- [EXERCISE INSTRUCTIONS]:
Once the line containing "panicking the collector." is found in the entries below, restate it and each following line word for word, stopping after the line containing "pub async fn".

Stored data:
━━━━━━━━

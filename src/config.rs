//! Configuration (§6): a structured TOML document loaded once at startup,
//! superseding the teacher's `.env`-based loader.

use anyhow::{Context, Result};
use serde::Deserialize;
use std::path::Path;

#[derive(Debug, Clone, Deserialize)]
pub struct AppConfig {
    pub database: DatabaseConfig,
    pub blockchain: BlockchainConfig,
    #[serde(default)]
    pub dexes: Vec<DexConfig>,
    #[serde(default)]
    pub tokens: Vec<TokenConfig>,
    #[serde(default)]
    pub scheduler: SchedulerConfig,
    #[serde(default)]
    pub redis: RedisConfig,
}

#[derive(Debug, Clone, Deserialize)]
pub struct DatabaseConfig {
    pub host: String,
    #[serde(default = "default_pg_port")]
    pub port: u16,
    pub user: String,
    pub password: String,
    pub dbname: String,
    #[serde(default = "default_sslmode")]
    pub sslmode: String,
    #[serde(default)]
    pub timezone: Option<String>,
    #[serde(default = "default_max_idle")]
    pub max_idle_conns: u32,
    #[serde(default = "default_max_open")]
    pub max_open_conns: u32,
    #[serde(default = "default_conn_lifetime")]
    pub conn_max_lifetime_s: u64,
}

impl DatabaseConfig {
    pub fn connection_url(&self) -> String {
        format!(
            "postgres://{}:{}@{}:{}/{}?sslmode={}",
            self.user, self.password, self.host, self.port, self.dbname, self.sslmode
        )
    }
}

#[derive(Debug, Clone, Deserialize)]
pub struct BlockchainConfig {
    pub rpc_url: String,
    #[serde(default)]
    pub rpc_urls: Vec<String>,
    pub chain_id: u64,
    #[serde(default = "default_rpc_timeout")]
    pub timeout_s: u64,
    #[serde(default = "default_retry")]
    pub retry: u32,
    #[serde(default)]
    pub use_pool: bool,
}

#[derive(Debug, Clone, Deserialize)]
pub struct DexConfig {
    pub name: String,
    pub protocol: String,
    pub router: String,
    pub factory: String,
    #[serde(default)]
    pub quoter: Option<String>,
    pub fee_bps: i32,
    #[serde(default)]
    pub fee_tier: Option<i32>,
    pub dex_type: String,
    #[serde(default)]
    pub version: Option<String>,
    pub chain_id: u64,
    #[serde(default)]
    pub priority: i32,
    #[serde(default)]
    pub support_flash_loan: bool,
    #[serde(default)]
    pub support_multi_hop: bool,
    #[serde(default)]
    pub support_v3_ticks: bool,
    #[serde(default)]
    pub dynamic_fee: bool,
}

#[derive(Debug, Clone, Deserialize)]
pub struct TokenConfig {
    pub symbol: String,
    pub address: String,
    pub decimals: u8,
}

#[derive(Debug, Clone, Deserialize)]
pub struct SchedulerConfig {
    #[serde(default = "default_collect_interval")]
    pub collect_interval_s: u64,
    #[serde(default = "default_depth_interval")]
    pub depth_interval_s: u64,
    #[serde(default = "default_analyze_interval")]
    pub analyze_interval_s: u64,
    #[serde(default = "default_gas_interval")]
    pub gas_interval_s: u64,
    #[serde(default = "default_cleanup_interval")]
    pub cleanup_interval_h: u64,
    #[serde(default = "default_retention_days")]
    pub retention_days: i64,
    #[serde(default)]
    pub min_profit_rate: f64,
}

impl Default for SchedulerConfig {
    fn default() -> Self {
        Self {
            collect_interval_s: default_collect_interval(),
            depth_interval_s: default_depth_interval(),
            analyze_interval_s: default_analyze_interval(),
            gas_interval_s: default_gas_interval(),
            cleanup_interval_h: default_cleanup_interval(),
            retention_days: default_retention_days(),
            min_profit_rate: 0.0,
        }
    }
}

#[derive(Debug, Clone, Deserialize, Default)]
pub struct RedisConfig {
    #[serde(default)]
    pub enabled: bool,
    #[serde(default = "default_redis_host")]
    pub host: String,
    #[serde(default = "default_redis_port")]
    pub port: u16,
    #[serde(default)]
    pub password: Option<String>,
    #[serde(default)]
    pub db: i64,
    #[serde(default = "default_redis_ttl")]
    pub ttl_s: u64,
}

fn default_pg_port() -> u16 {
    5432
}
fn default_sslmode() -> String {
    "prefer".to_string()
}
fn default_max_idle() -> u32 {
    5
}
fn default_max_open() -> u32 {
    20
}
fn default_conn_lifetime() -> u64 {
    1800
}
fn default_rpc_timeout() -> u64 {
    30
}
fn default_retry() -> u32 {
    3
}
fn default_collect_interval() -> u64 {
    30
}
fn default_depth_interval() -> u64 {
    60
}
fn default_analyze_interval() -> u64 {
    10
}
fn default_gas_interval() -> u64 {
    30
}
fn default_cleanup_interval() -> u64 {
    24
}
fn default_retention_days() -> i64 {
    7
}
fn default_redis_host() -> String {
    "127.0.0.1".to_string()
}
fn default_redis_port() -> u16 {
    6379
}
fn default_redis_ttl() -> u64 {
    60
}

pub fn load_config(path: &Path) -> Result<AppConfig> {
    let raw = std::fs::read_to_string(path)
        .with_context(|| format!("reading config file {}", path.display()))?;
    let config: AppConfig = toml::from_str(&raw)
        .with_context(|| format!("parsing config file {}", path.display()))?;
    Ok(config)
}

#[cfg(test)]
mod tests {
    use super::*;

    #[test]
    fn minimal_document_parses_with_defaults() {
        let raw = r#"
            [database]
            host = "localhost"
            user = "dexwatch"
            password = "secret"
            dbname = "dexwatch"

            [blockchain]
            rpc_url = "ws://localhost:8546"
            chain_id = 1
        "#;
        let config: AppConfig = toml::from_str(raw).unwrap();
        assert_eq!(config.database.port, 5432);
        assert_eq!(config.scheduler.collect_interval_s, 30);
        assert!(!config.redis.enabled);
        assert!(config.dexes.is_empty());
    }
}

━━━━━━━━

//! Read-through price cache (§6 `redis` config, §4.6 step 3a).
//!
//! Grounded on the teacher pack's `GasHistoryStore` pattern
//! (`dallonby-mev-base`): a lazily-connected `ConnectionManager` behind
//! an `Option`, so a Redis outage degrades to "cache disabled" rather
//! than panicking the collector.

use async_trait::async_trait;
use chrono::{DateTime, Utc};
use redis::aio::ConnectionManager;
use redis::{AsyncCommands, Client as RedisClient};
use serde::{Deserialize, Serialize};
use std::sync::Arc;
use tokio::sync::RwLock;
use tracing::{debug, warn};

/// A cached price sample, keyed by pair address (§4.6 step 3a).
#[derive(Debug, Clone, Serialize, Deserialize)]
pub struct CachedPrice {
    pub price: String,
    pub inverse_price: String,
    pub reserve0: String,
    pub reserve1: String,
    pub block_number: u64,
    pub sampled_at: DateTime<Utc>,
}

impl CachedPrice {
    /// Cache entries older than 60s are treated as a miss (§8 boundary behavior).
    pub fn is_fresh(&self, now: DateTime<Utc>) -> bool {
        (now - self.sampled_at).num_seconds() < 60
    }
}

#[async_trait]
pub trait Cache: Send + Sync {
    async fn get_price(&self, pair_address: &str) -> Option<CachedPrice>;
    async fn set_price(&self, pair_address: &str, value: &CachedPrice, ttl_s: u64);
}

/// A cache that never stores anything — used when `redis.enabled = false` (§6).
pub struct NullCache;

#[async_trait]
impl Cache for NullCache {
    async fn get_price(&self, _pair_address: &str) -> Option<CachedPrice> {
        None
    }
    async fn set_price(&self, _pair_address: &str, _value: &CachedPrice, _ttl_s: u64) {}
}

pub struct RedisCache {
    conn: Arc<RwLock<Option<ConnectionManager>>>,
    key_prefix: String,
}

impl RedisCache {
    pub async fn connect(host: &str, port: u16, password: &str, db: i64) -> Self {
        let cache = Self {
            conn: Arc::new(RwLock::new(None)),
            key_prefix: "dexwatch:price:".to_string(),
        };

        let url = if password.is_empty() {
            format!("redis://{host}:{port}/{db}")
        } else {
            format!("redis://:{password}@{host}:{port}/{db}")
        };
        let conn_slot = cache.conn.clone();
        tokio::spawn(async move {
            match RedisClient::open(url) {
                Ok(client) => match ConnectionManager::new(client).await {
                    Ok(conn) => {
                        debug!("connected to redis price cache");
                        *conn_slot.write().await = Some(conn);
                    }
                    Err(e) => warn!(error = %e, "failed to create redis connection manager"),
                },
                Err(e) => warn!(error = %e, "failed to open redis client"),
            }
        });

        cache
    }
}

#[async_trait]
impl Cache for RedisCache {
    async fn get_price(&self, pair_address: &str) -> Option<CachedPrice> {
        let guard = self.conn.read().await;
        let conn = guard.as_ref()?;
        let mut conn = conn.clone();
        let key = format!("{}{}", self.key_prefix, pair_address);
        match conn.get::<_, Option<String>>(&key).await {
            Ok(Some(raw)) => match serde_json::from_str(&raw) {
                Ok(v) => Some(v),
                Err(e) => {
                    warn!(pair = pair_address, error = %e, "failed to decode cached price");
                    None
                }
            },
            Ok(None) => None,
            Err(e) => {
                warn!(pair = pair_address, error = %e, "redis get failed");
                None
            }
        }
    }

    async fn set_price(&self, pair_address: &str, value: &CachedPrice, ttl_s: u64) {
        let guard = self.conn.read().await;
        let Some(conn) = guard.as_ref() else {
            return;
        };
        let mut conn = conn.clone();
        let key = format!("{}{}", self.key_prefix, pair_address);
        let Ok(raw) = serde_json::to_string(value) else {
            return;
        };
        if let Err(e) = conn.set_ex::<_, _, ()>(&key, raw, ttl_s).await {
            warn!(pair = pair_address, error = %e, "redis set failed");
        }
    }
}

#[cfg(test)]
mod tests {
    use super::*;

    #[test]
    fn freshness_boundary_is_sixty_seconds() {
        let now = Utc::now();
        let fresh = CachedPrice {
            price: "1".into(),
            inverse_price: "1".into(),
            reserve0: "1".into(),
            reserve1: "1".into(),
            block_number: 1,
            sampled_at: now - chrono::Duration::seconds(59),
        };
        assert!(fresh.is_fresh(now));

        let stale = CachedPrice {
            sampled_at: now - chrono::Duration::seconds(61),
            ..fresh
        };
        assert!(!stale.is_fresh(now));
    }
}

━━━━━━━━

- [TASK ANSWER]:
//! than panicking the collector.

use async_trait::async_trait;
use chrono::{DateTime, Utc};
use redis::aio::ConnectionManager;
use redis::{AsyncCommands, Client as RedisClient};
use serde::{Deserialize, Serialize};
use std::sync::Arc;
use tokio::sync::RwLock;
use tracing::{debug, warn};

/// A cached price sample, keyed by pair address (§4.6 step 3a).
#[derive(Debug, Clone, Serialize, Deserialize)]
pub struct CachedPrice {
    pub price: String,
    pub inverse_price: String,
    pub reserve0: String,
    pub reserve1: String,
    pub block_number: u64,
    pub sampled_at: DateTime<Utc>,
}

impl CachedPrice {
    /// Cache entries older than 60s are treated as a miss (§8 boundary behavior).
    pub fn is_fresh(&self, now: DateTime<Utc>) -> bool {
        (now - self.sampled_at).num_seconds() < 60
    }
}

#[async_trait]
pub trait Cache: Send + Sync {
    async fn get_price(&self, pair_address: &str) -> Option<CachedPrice>;
    async fn set_price(&self, pair_address: &str, value: &CachedPrice, ttl_s: u64);
}

/// A cache that never stores anything — used when `redis.enabled = false` (§6).
pub struct NullCache;

#[async_trait]
impl Cache for NullCache {
    async fn get_price(&self, _pair_address: &str) -> Option<CachedPrice> {
        None
    }
    async fn set_price(&self, _pair_address: &str, _value: &CachedPrice, _ttl_s: u64) {}
}

pub struct RedisCache {
    conn: Arc<RwLock<Option<ConnectionManager>>>,
    key_prefix: String,
}

impl RedisCache {
    pub async fn connect(host: &str, port: u16, password: &str, db: i64) -> Self {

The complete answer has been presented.